Once you have that figured out, you take that annual income total and divide it by 6%. (Why 6%? This is the average using my Assets2Income™ method. And if you would like to learn more about this, click here.)
The result of this calculation provides you with the approximate amount to be set aside and dedicated for generating the income you need right now to retire while the remaining assets are separated and invested long term as an inflation hedge.
The advantage to this method is the ability to concentrate on the purpose of each pool of money. Here is an example of how this works:
Under the 4% Rule using a typical “conservative” allocation, a $1 million retirement account would generate $40,000 of income without consideration for inflation as described before.
Using the Assets2Income™ Method, the same $40,000 of income could be generated from using $667,000 of the $1 million, leaving the remaining $333,000 available to invest long term as an inflation hedge.

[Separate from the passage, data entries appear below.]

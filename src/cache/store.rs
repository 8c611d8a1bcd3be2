//! Cache Store Module
//!
//! Main cache engine pairing a bounded in-memory map with one durable record
//! file per key. The memory tier is a lazily populated accelerator; the
//! durable tier is the source of truth across restarts.
//!
//! Every public operation is total: I/O and serialization failures degrade to
//! logged misses or no-ops, never to errors or panics.

use std::collections::{HashMap, HashSet};
use std::env;
use std::fs;
use std::path::{Path, PathBuf};

use serde_json::Value;
use tracing::{debug, info, warn};

use crate::cache::durable::{sanitize_key, DurableStore};
use crate::cache::{CacheEntry, CacheStats};
use crate::config::CacheConfig;

// == Cache Store ==
/// Two-tier cache storage with TTL expiration and oldest-first eviction.
#[derive(Debug)]
pub struct CacheStore {
    /// Memory tier, keyed by the full cache key
    entries: HashMap<String, CacheEntry>,
    /// Durable tier holding one record file per key
    durable: DurableStore,
    /// Performance statistics
    stats: CacheStats,
    /// Memory tier capacity enforced after each insert
    max_size: usize,
    /// Default TTL in seconds
    ttl_secs: u64,
}

impl CacheStore {
    // == Constructor ==
    /// Creates a new CacheStore from the given configuration.
    ///
    /// The durable directory is resolved from the first usable candidate:
    /// the configured directory, the per-user cache path, a local `.cache`
    /// directory, then the OS temp directory. Construction never fails; an
    /// unusable candidate is logged and the next one is tried.
    pub fn new(config: &CacheConfig) -> Self {
        let dir = resolve_cache_dir(config.cache_dir.as_deref());
        debug!(dir = %dir.display(), ttl_secs = config.ttl_secs, max_size = config.max_size, "cache store created");
        Self {
            entries: HashMap::new(),
            durable: DurableStore::new(dir),
            stats: CacheStats::new(),
            max_size: config.max_size,
            ttl_secs: config.ttl_secs,
        }
    }

    /// Directory holding the durable record files.
    pub fn cache_dir(&self) -> &Path {
        self.durable.dir()
    }

    // == Get ==
    /// Retrieves a value by key under the store's default TTL.
    ///
    /// Returns `None` on a miss. `Some(Value::Null)` is a legitimate hit and
    /// is distinct from a miss.
    pub fn get(&mut self, key: &str) -> Option<Value> {
        self.get_with_ttl(key, self.ttl_secs)
    }

    /// Retrieves a value by key, judging validity against an explicit TTL.
    ///
    /// The memory tier is consulted first. An expired memory entry is removed
    /// and the lookup falls through to the durable tier. A valid durable
    /// record repopulates the memory tier with its original timestamp, so the
    /// remaining TTL is preserved. Expired or unreadable record files are
    /// deleted on the way.
    ///
    /// # Arguments
    /// * `key` - The key to retrieve
    /// * `ttl_secs` - TTL in seconds the entry is judged against
    pub fn get_with_ttl(&mut self, key: &str, ttl_secs: u64) -> Option<Value> {
        if let Some(entry) = self.entries.get(key) {
            if !entry.is_expired(ttl_secs) {
                self.stats.record_hit();
                debug!(key, "memory hit");
                return Some(entry.value.clone());
            }
            // Expired in memory; the durable record below carries the same
            // timestamp and gets cleaned up by the fall-through read.
            self.entries.remove(key);
            self.stats.record_expired();
            self.stats.set_total_entries(self.entries.len());
            debug!(key, "expired memory entry removed");
        }

        match self.durable.read(key) {
            Ok(Some(entry)) => {
                if entry.is_expired(ttl_secs) {
                    if let Err(err) = self.durable.remove(key) {
                        warn!(key, error = %err, "failed to remove expired cache record");
                    }
                    self.stats.record_expired();
                    self.stats.record_miss();
                    debug!(key, "expired durable record removed");
                    return None;
                }
                debug!(key, age_ms = entry.age_ms(), "durable hit, promoted to memory");
                let value = entry.value.clone();
                self.entries.insert(key.to_string(), entry);
                self.stats.record_durable_hit();
                self.stats.set_total_entries(self.entries.len());
                Some(value)
            }
            Ok(None) => {
                self.stats.record_miss();
                None
            }
            Err(err) => {
                warn!(key, error = %err, "dropping unreadable cache record");
                if let Err(err) = self.durable.remove(key) {
                    warn!(key, error = %err, "failed to remove unreadable cache record");
                }
                self.stats.record_corrupt();
                self.stats.record_miss();
                None
            }
        }
    }

    // == Set ==
    /// Stores a key-value pair, stamped with the current time.
    ///
    /// The memory tier is always updated, evicting the oldest tenth of the
    /// entries when the insert pushes it past capacity. The durable write is
    /// best effort.
    ///
    /// # Returns
    /// `true` when the durable record was written, `false` when only the
    /// memory tier holds the entry.
    pub fn set(&mut self, key: String, value: Value) -> bool {
        let entry = CacheEntry::new(value);

        let written = match self.durable.write(&key, &entry) {
            Ok(()) => true,
            Err(err) => {
                warn!(key = %key, error = %err, "durable cache write failed, entry is memory-only");
                self.stats.record_failed_write();
                false
            }
        };

        self.entries.insert(key, entry);
        if self.entries.len() > self.max_size {
            self.evict_oldest();
        }
        self.stats.set_total_entries(self.entries.len());

        written
    }

    // == Eviction ==
    /// Removes the oldest tenth of the memory tier, at least one entry.
    ///
    /// Durable records are untouched; an evicted key can still be served
    /// from its record file.
    fn evict_oldest(&mut self) {
        let count = (self.entries.len() / 10).max(1);
        let mut by_age: Vec<(u64, String)> = self
            .entries
            .iter()
            .map(|(key, entry)| (entry.timestamp, key.clone()))
            .collect();
        by_age.sort();

        for (_, key) in by_age.into_iter().take(count) {
            self.entries.remove(&key);
            self.stats.record_eviction();
        }
        debug!(evicted = count, remaining = self.entries.len(), "memory tier over capacity, evicted oldest entries");
    }

    // == Invalidate ==
    /// Removes an entry from both tiers.
    ///
    /// # Returns
    /// `true` when the key was present in either tier. Idempotent: a second
    /// call for the same key returns `false`.
    pub fn invalidate(&mut self, key: &str) -> bool {
        let in_memory = self.entries.remove(key).is_some();
        let on_disk = match self.durable.remove(key) {
            Ok(removed) => removed,
            Err(err) => {
                // The record exists but could not be deleted
                warn!(key, error = %err, "failed to remove cache record");
                true
            }
        };
        if in_memory {
            self.stats.set_total_entries(self.entries.len());
        }
        if in_memory || on_disk {
            debug!(key, "entry invalidated");
        }
        in_memory || on_disk
    }

    // == Clear ==
    /// Removes every entry from both tiers.
    ///
    /// # Returns
    /// The number of distinct entries removed; a key present in memory and on
    /// disk counts once. Partial failures are logged and skipped.
    pub fn clear(&mut self) -> usize {
        let memory_count = self.entries.len();
        let memory_stems: HashSet<String> =
            self.entries.keys().map(|key| sanitize_key(key)).collect();
        self.entries.clear();

        let mut disk_only = 0;
        match self.durable.scan() {
            Ok(records) => {
                for path in records {
                    let stem = path
                        .file_stem()
                        .and_then(|stem| stem.to_str())
                        .unwrap_or_default()
                        .to_string();
                    if self.durable.remove_file(&path) && !memory_stems.contains(&stem) {
                        disk_only += 1;
                    }
                }
            }
            Err(err) => warn!(error = %err, "cache directory scan failed during clear"),
        }

        self.stats.set_total_entries(0);
        let removed = memory_count + disk_only;
        info!(removed, "cache cleared");
        removed
    }

    // == Repair ==
    /// Scans the durable directory and deletes every record file that fails
    /// to parse, along with temp files left by interrupted writes.
    ///
    /// Intended to run once at startup, before the first `get`.
    ///
    /// # Returns
    /// The number of corrupt record files removed. Swept temp files are not
    /// counted.
    pub fn repair(&mut self) -> usize {
        let records = match self.durable.scan() {
            Ok(records) => records,
            Err(err) => {
                warn!(error = %err, "cache directory scan failed, skipping repair");
                return 0;
            }
        };

        let mut removed = 0;
        for path in records {
            if let Err(err) = self.durable.parse_file(&path) {
                warn!(path = %path.display(), error = %err, "removing unparseable cache record");
                if self.durable.remove_file(&path) {
                    removed += 1;
                    self.stats.record_corrupt();
                }
            }
        }
        let swept = self.durable.sweep_temp();
        if removed > 0 || swept > 0 {
            info!(removed, swept, "cache repair finished");
        }
        removed
    }

    // == Stats ==
    /// Returns current cache statistics.
    pub fn stats(&self) -> CacheStats {
        let mut stats = self.stats.clone();
        stats.set_total_entries(self.entries.len());
        stats
    }

    // == Length ==
    /// Returns the current number of entries in the memory tier.
    pub fn len(&self) -> usize {
        self.entries.len()
    }

    /// Returns true if the memory tier is empty.
    pub fn is_empty(&self) -> bool {
        self.entries.is_empty()
    }

    /// Returns the number of record files in the durable tier.
    pub fn durable_len(&self) -> usize {
        self.durable.record_count()
    }
}

// == Directory Resolution ==
/// Picks the durable cache directory from the candidate chain, creating it
/// on the way. Falls back to the OS temp directory when nothing else works.
fn resolve_cache_dir(configured: Option<&Path>) -> PathBuf {
    let mut candidates: Vec<PathBuf> = Vec::new();
    if let Some(dir) = configured {
        candidates.push(dir.to_path_buf());
    }
    if let Some(base) = dirs_next::cache_dir() {
        candidates.push(base.join("response-cache"));
    }
    candidates.push(PathBuf::from(".cache"));

    for candidate in candidates {
        match fs::create_dir_all(&candidate) {
            Ok(()) => return candidate,
            Err(err) => {
                warn!(dir = %candidate.display(), error = %err, "cache directory unusable, trying next candidate");
            }
        }
    }

    let fallback = env::temp_dir().join("response-cache");
    if let Err(err) = fs::create_dir_all(&fallback) {
        warn!(dir = %fallback.display(), error = %err, "temp cache directory could not be created");
    }
    fallback
}
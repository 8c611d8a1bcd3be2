//! Memoizing Wrapper
//!
//! Wraps a callable with read-through caching: check the cache, fall back to
//! the callable, store the result. Every cache-side failure degrades to
//! running the callable, so the wrapper is never less reliable than the raw
//! function it wraps.

use std::fmt;
use std::marker::PhantomData;

use serde::de::DeserializeOwned;
use serde::Serialize;
use tracing::{debug, warn};

use crate::cache::SharedCache;
use crate::memo::keys::derive_key;

// == Memoized ==
/// A callable wrapped with argument-keyed caching.
///
/// Multiple positional arguments are modeled as a tuple; keyword-style
/// arguments as a struct or map. Results round-trip through JSON, so `R`
/// must serialize and deserialize to the same value.
pub struct Memoized<A, R, F>
where
    F: Fn(&A) -> R,
{
    cache: SharedCache,
    /// Qualified name that namespaces this callable's keys
    name: String,
    /// Per-wrapper TTL override; None uses the store default
    ttl_secs: Option<u64>,
    func: F,
    _marker: PhantomData<fn(&A) -> R>,
}

impl<A, R, F> Memoized<A, R, F>
where
    A: Serialize,
    R: Serialize + DeserializeOwned,
    F: Fn(&A) -> R,
{
    pub(crate) fn new(cache: SharedCache, name: &str, ttl_secs: Option<u64>, func: F) -> Self {
        Self {
            cache,
            name: name.to_string(),
            ttl_secs,
            func,
            _marker: PhantomData,
        }
    }

    /// Qualified name this wrapper caches under.
    pub fn name(&self) -> &str {
        &self.name
    }

    // == Call ==
    /// Invokes the wrapped callable through the cache.
    ///
    /// A cached value that no longer deserializes into `R` is treated as a
    /// miss and overwritten by the fresh result. A fresh result that fails to
    /// serialize is returned uncached.
    pub fn call(&self, args: &A) -> R {
        let key = derive_key(&self.name, args);

        let cached = match self.ttl_secs {
            Some(ttl_secs) => self.cache.get_with_ttl(&key, ttl_secs),
            None => self.cache.get(&key),
        };
        if let Some(value) = cached {
            match serde_json::from_value(value) {
                Ok(result) => {
                    debug!(name = %self.name, "serving cached result");
                    return result;
                }
                Err(err) => {
                    warn!(name = %self.name, error = %err, "cached value no longer matches the result type, recomputing");
                }
            }
        }

        let result = (self.func)(args);
        match serde_json::to_value(&result) {
            Ok(value) => {
                self.cache.set(key, value);
            }
            Err(err) => {
                debug!(name = %self.name, error = %err, "result not serializable, skipping cache");
            }
        }
        result
    }

    // == Invalidate ==
    /// Force-evicts the cached result for one argument combination.
    ///
    /// Returns whether an entry was present.
    pub fn invalidate(&self, args: &A) -> bool {
        self.cache.invalidate(&derive_key(&self.name, args))
    }
}

impl<A, R, F> fmt::Debug for Memoized<A, R, F>
where
    F: Fn(&A) -> R,
{
    fn fmt(&self, f: &mut fmt::Formatter<'_>) -> fmt::Result {
        f.debug_struct("Memoized")
            .field("name", &self.name)
            .field("ttl_secs", &self.ttl_secs)
            .finish_non_exhaustive()
    }
}

// == Unit Tests ==
#[cfg(test)]
mod tests {
    use super::*;
    use crate::config::CacheConfig;
    use std::cell::Cell;
    use tempfile::TempDir;

    fn shared_in(dir: &TempDir) -> SharedCache {
        SharedCache::new(&CacheConfig::with_dir(dir.path()))
    }

    #[test]
    fn test_call_caches_result() {
        let dir = TempDir::new().unwrap();
        let cache = shared_in(&dir);
        let calls = Cell::new(0u32);

        let double = cache.memoize("math.double", |x: &u64| {
            calls.set(calls.get() + 1);
            x * 2
        });

        assert_eq!(double.call(&21), 42);
        assert_eq!(double.call(&21), 42);
        assert_eq!(calls.get(), 1);

        assert_eq!(double.call(&5), 10);
        assert_eq!(calls.get(), 2);
    }

    #[test]
    fn test_invalidate_forces_recompute() {
        let dir = TempDir::new().unwrap();
        let cache = shared_in(&dir);
        let calls = Cell::new(0u32);

        let greet = cache.memoize("gen.greet", |name: &String| {
            calls.set(calls.get() + 1);
            format!("Hello, {}!", name)
        });

        let args = "Ada".to_string();
        assert_eq!(greet.call(&args), "Hello, Ada!");
        assert!(greet.invalidate(&args));
        assert_eq!(greet.call(&args), "Hello, Ada!");
        assert_eq!(calls.get(), 2);

        assert!(!greet.invalidate(&"Nobody".to_string()));
    }

    #[test]
    fn test_none_results_are_cached() {
        let dir = TempDir::new().unwrap();
        let cache = shared_in(&dir);
        let calls = Cell::new(0u32);

        let lookup = cache.memoize("gen.lookup", |_: &String| -> Option<String> {
            calls.set(calls.get() + 1);
            None
        });

        let args = "missing".to_string();
        assert_eq!(lookup.call(&args), None);
        assert_eq!(lookup.call(&args), None);
        assert_eq!(calls.get(), 1, "A cached None must not recompute");
    }

    #[test]
    fn test_stale_shape_recomputes_and_overwrites() {
        let dir = TempDir::new().unwrap();
        let cache = shared_in(&dir);
        let args = "same".to_string();

        let as_text = cache.memoize("gen.shape", |_: &String| "forty-two".to_string());
        as_text.call(&args);

        // Same name and arguments, different result type: the stale record
        // is recomputed and replaced
        let calls = Cell::new(0u32);
        let as_number = cache.memoize("gen.shape", |_: &String| {
            calls.set(calls.get() + 1);
            42u32
        });
        assert_eq!(as_number.call(&args), 42);
        assert_eq!(calls.get(), 1);
        assert_eq!(as_number.call(&args), 42);
        assert_eq!(calls.get(), 1);
    }

    #[test]
    fn test_tuple_args() {
        let dir = TempDir::new().unwrap();
        let cache = shared_in(&dir);
        let calls = Cell::new(0u32);

        let join = cache.memoize("gen.join", |(left, right): &(String, String)| {
            calls.set(calls.get() + 1);
            format!("{}-{}", left, right)
        });

        let args = ("a".to_string(), "b".to_string());
        assert_eq!(join.call(&args), "a-b");
        assert_eq!(join.call(&args), "a-b");
        assert_eq!(calls.get(), 1);

        let swapped = ("b".to_string(), "a".to_string());
        assert_eq!(join.call(&swapped), "b-a");
        assert_eq!(calls.get(), 2);
    }

    #[test]
    fn test_debug_skips_callable() {
        let dir = TempDir::new().unwrap();
        let cache = shared_in(&dir);

        let wrapped = cache.memoize_with_ttl("gen.debug", 60, |x: &u8| *x);
        let rendered = format!("{:?}", wrapped);

        assert!(rendered.contains("gen.debug"));
        assert!(rendered.contains("60"));
    }
}
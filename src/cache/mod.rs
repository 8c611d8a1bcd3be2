//! Cache Module
//!
//! Two-tier caching: a bounded in-memory map in front of one durable JSON
//! record per key, with TTL expiration and oldest-first eviction.

mod durable;
mod entry;
mod shared;
mod stats;
mod store;


// Re-export public types
pub use entry::{current_timestamp_ms, CacheEntry};
pub use shared::SharedCache;
pub use stats::CacheStats;
pub use store::CacheStore;

// == Public Constants ==
/// File extension for durable cache records
pub const RECORD_EXT: &str = "cache";

/// File extension for in-flight temporary writes
pub const TEMP_EXT: &str = "tmp";
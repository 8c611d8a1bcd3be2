//! Configuration Module
//!
//! Handles loading and managing cache configuration from environment variables.

use std::env;
use std::path::PathBuf;

// == Defaults ==
/// Default entry TTL of one day, in seconds
pub const DEFAULT_TTL_SECS: u64 = 86_400;

/// Default memory tier capacity
pub const DEFAULT_MAX_SIZE: usize = 1000;

/// Cache configuration parameters.
///
/// All values can be configured via environment variables with sensible defaults.
#[derive(Debug, Clone)]
pub struct CacheConfig {
    /// Durable cache directory; None resolves a platform default at startup
    pub cache_dir: Option<PathBuf>,
    /// TTL in seconds after which entries are no longer served
    pub ttl_secs: u64,
    /// Maximum number of entries the memory tier holds after an insert
    pub max_size: usize,
}

impl CacheConfig {
    /// Creates a new CacheConfig by loading values from environment variables.
    ///
    /// # Environment Variables
    /// - `CACHE_DIR` - Durable cache directory (default: platform cache path)
    /// - `CACHE_TTL` - Entry TTL in seconds (default: 86400)
    /// - `CACHE_MAX_SIZE` - Memory tier capacity (default: 1000)
    pub fn from_env() -> Self {
        Self {
            cache_dir: env::var("CACHE_DIR").ok().map(PathBuf::from),
            ttl_secs: env::var("CACHE_TTL")
                .ok()
                .and_then(|v| v.parse().ok())
                .unwrap_or(DEFAULT_TTL_SECS),
            max_size: env::var("CACHE_MAX_SIZE")
                .ok()
                .and_then(|v| v.parse().ok())
                .unwrap_or(DEFAULT_MAX_SIZE),
        }
    }

    /// Creates a configuration rooted at an explicit directory.
    pub fn with_dir(dir: impl Into<PathBuf>) -> Self {
        Self {
            cache_dir: Some(dir.into()),
            ..Self::default()
        }
    }

    /// Creates a configuration that effectively disables caching.
    ///
    /// Entries expire after one second, so repeat calls recompute instead of
    /// being served from the cache.
    pub fn no_cache() -> Self {
        Self {
            ttl_secs: 1,
            ..Self::default()
        }
    }
}

impl Default for CacheConfig {
    fn default() -> Self {
        Self {
            cache_dir: None,
            ttl_secs: DEFAULT_TTL_SECS,
            max_size: DEFAULT_MAX_SIZE,
        }
    }
}
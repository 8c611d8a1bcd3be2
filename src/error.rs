//! Error types for the response cache
//!
//! Provides unified error handling using thiserror. These errors stay inside
//! the crate: public cache operations translate every failure into a logged
//! miss or no-op outcome, so callers never see them.

use thiserror::Error;

// == Cache Error Enum ==
/// Unified error type for cache internals.
#[derive(Error, Debug)]
pub enum CacheError {
    /// Underlying filesystem operation failed
    #[error("I/O error: {0}")]
    Io(#[from] std::io::Error),

    /// Value could not be serialized or deserialized
    #[error("Serialization error: {0}")]
    Serialization(#[from] serde_json::Error),

    /// Record file exists but does not parse as a cache record
    #[error("Corrupt cache record: {0}")]
    Corrupt(String),
}

// == Result Type Alias ==
/// Convenience Result type for cache internals.
pub type Result<T> = std::result::Result<T, CacheError>;
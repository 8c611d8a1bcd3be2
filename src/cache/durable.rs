//! Durable Tier Module
//!
//! Filesystem backend holding one JSON record file per cache key. Writes go
//! through a temporary file and an atomic rename, so a reader never observes
//! a partially written record.

use std::fs;
use std::io::{ErrorKind, Write};
use std::path::{Path, PathBuf};

use tracing::{debug, warn};
use xxhash_rust::xxh3::xxh3_64;

use crate::cache::{CacheEntry, RECORD_EXT, TEMP_EXT};
use crate::error::{CacheError, Result};

// == Key Sanitization ==
/// Maps a cache key to a filesystem-safe file stem.
///
/// A key made only of `[A-Za-z0-9._-]` is its own stem. Any other key gets
/// its remaining characters mapped to `-` and a digest of the raw key
/// appended, so keys can never smuggle path separators into the cache
/// directory and two distinct keys never alias to one record file.
pub fn sanitize_key(key: &str) -> String {
    let safe = |c: char| c.is_ascii_alphanumeric() || matches!(c, '.' | '_' | '-');
    if !key.is_empty() && key.chars().all(safe) {
        return key.to_string();
    }

    let mapped: String = key.chars().map(|c| if safe(c) { c } else { '-' }).collect();
    let digest = xxh3_64(key.as_bytes());
    if mapped.is_empty() {
        format!("_-{digest:016x}")
    } else {
        format!("{mapped}-{digest:016x}")
    }
}

// == Durable Store ==
/// Filesystem layer that persists cache entries as record files.
#[derive(Debug)]
pub struct DurableStore {
    /// Directory holding the record files
    dir: PathBuf,
}

impl DurableStore {
    // == Constructor ==
    /// Creates a durable store rooted at the given directory.
    pub fn new(dir: PathBuf) -> Self {
        Self { dir }
    }

    /// Directory the record files live in.
    pub fn dir(&self) -> &Path {
        &self.dir
    }

    /// Full path of the record file for a key.
    pub fn record_path(&self, key: &str) -> PathBuf {
        self.dir
            .join(format!("{}.{}", sanitize_key(key), RECORD_EXT))
    }

    // == Read ==
    /// Loads the record for a key.
    ///
    /// # Returns
    /// - `Ok(Some(entry))` when a record exists and parses
    /// - `Ok(None)` when no record file exists
    /// - `Err` when the file exists but cannot be read or parsed
    pub fn read(&self, key: &str) -> Result<Option<CacheEntry>> {
        self.parse_file(&self.record_path(key))
    }

    /// Parses a single record file, `Ok(None)` when it no longer exists.
    pub fn parse_file(&self, path: &Path) -> Result<Option<CacheEntry>> {
        let raw = match fs::read_to_string(path) {
            Ok(raw) => raw,
            Err(e) if e.kind() == ErrorKind::NotFound => return Ok(None),
            Err(e) => return Err(e.into()),
        };
        let entry = serde_json::from_str(&raw)
            .map_err(|e| CacheError::Corrupt(format!("{}: {}", path.display(), e)))?;
        Ok(Some(entry))
    }

    // == Write ==
    /// Persists a record atomically: temp file, fsync, then rename.
    ///
    /// Recreates the cache directory if it has gone missing.
    pub fn write(&self, key: &str, entry: &CacheEntry) -> Result<()> {
        fs::create_dir_all(&self.dir)?;
        let path = self.record_path(key);
        let tmp = path.with_extension(TEMP_EXT);
        let json = serde_json::to_string(entry)?;
        let mut file = fs::File::create(&tmp)?;
        file.write_all(json.as_bytes())?;
        file.sync_all()?;
        fs::rename(&tmp, &path)?;
        Ok(())
    }

    // == Remove ==
    /// Deletes the record for a key.
    ///
    /// # Returns
    /// - `Ok(true)` when a record file was removed
    /// - `Ok(false)` when no record file existed
    pub fn remove(&self, key: &str) -> Result<bool> {
        match fs::remove_file(self.record_path(key)) {
            Ok(()) => Ok(true),
            Err(e) if e.kind() == ErrorKind::NotFound => Ok(false),
            Err(e) => Err(e.into()),
        }
    }

    /// Deletes a record file found by `scan`, swallowing failures with a
    /// warning. Returns whether the file was removed.
    pub fn remove_file(&self, path: &Path) -> bool {
        match fs::remove_file(path) {
            Ok(()) => true,
            Err(e) if e.kind() == ErrorKind::NotFound => false,
            Err(e) => {
                warn!(path = %path.display(), error = %e, "failed to remove cache record file");
                false
            }
        }
    }

    // == Scan ==
    /// Lists every record file currently in the cache directory.
    ///
    /// A missing directory scans as empty.
    pub fn scan(&self) -> Result<Vec<PathBuf>> {
        let mut records = Vec::new();
        let dirents = match fs::read_dir(&self.dir) {
            Ok(dirents) => dirents,
            Err(e) if e.kind() == ErrorKind::NotFound => return Ok(records),
            Err(e) => return Err(e.into()),
        };
        for dirent in dirents {
            let path = dirent?.path();
            if path.extension().and_then(|ext| ext.to_str()) == Some(RECORD_EXT) {
                records.push(path);
            }
        }
        Ok(records)
    }

    /// Number of record files currently on disk.
    pub fn record_count(&self) -> usize {
        self.scan().map(|records| records.len()).unwrap_or(0)
    }

    // == Temp Sweep ==
    /// Removes temp files left behind by interrupted writes.
    ///
    /// Returns the number of files swept.
    pub fn sweep_temp(&self) -> usize {
        let dirents = match fs::read_dir(&self.dir) {
            Ok(dirents) => dirents,
            Err(_) => return 0,
        };
        let mut swept = 0;
        for dirent in dirents.flatten() {
            let path = dirent.path();
            if path.extension().and_then(|ext| ext.to_str()) == Some(TEMP_EXT)
                && self.remove_file(&path)
            {
                swept += 1;
            }
        }
        if swept > 0 {
            debug!(swept, "removed leftover temp files");
        }
        swept
    }
}
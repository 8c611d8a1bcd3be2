//! Cache Statistics Module
//!
//! Tracks cache performance metrics across both tiers, including hits,
//! misses, evictions, and durable-layer failures.

use serde::Serialize;

// == Cache Stats ==
/// Tracks cache performance metrics.
#[derive(Debug, Clone, Default, Serialize)]
pub struct CacheStats {
    /// Number of successful retrievals from either tier
    pub hits: u64,
    /// Subset of hits served by loading a durable record
    pub durable_hits: u64,
    /// Number of failed retrievals (key absent or expired)
    pub misses: u64,
    /// Number of entries evicted from the memory tier by the capacity policy
    pub evictions: u64,
    /// Number of expired entries removed on access, counting each tier
    pub expired_removals: u64,
    /// Number of unreadable record files dropped
    pub corrupt_dropped: u64,
    /// Number of durable writes that failed and were skipped
    pub failed_writes: u64,
    /// Current number of entries in the memory tier
    pub total_entries: usize,
}

impl CacheStats {
    // == Constructor ==
    /// Creates a new CacheStats with all counters at zero.
    pub fn new() -> Self {
        Self::default()
    }

    // == Hit Rate ==
    /// Calculates the cache hit rate.
    ///
    /// Returns hits / (hits + misses), or 0.0 if no requests have been made.
    pub fn hit_rate(&self) -> f64 {
        let total = self.hits + self.misses;
        if total == 0 {
            0.0
        } else {
            self.hits as f64 / total as f64
        }
    }

    // == Record Hit ==
    /// Increments the hit counter for a memory-tier hit.
    pub fn record_hit(&mut self) {
        self.hits += 1;
    }

    /// Increments the hit counters for a hit served from a durable record.
    ///
    /// Durable hits also count toward `hits`.
    pub fn record_durable_hit(&mut self) {
        self.hits += 1;
        self.durable_hits += 1;
    }

    // == Record Miss ==
    /// Increments the miss counter.
    pub fn record_miss(&mut self) {
        self.misses += 1;
    }

    // == Record Eviction ==
    /// Increments the eviction counter.
    pub fn record_eviction(&mut self) {
        self.evictions += 1;
    }

    // == Record Removals ==
    /// Increments the expired-removal counter.
    pub fn record_expired(&mut self) {
        self.expired_removals += 1;
    }

    /// Increments the corrupt-record counter.
    pub fn record_corrupt(&mut self) {
        self.corrupt_dropped += 1;
    }

    /// Increments the failed durable write counter.
    pub fn record_failed_write(&mut self) {
        self.failed_writes += 1;
    }

    // == Update Entry Count ==
    /// Updates the memory tier entry count.
    pub fn set_total_entries(&mut self, count: usize) {
        self.total_entries = count;
    }
}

The key takeaway here is that assets must be separated and allocated based on the purpose you have for the money. That is the Five-Minute Retirement Plan framework, and coupled with The Assets2Income™ Method, retirees are able to strategically separate their assets and solve for the two biggest variables within their retirement: Income now and income later. You can learn more about Assets2Income here: https://brianskrobonja.com/training-video.
Disclaimer
Securities offered through Kalos Capital, Inc., Member FINRA/SIPC/MSRB and investment advisory services offered through Kalos Management, Inc., an SEC registered Investment Advisor, both located at 11525 Park Wood Circle, Alpharetta, GA 30005. Kalos Capital, Inc. and Kalos Management, Inc. do not provide tax or legal advice. Skrobonja Financial Group, LLC and Skrobonja Insurance Services, LLC are not an affiliate or subsidiary of Kalos Capital, Inc. or Kalos Management, Inc.
Disclaimer
Securities offered only by duly registered individuals through Madison Avenue Securities, LLC. (MAS), Member FINRA & SIPC. Advisory services offered only by duly registered individuals through AE Wealth Management (“AEWM”), a registered investment adviser. Skrobonja Financial Group, LLC, Skrobonja Insurance Services, LLC, AEWM and MAS are not affiliated entities. The article and opinions in this publication are for general information only and are not intended to provide specific advice or recommendations for any individual. We suggest that you consult your accountant, tax or legal adviser with regard to your individual situation.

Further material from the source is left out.